> _Assignment_:
Please give nothing except the number of lines in the records below that include the word "types".

*** Records shown ***

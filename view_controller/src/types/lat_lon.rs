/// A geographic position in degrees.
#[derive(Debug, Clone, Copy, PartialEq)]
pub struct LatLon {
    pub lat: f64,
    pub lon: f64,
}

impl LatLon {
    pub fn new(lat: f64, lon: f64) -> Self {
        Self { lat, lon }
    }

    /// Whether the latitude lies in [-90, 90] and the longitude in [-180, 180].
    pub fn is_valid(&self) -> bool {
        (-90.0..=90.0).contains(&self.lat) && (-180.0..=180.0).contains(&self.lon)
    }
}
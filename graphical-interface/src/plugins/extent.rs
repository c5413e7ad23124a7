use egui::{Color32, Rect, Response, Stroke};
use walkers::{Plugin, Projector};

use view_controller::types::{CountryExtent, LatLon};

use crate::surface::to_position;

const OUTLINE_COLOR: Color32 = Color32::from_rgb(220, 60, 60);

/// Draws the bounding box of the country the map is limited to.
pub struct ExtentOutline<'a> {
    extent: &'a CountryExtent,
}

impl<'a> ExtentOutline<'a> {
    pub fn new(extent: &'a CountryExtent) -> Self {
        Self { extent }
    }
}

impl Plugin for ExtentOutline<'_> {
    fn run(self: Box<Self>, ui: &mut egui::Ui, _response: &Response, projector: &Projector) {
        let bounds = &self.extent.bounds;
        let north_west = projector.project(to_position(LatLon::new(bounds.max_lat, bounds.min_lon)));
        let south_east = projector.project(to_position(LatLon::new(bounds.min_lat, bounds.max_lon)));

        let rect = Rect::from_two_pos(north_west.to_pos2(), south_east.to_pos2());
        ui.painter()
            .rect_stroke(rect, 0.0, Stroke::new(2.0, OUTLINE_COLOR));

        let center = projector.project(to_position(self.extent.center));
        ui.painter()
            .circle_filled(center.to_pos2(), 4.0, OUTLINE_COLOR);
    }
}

*** End of Records shown ***

> _Exercise result_:
2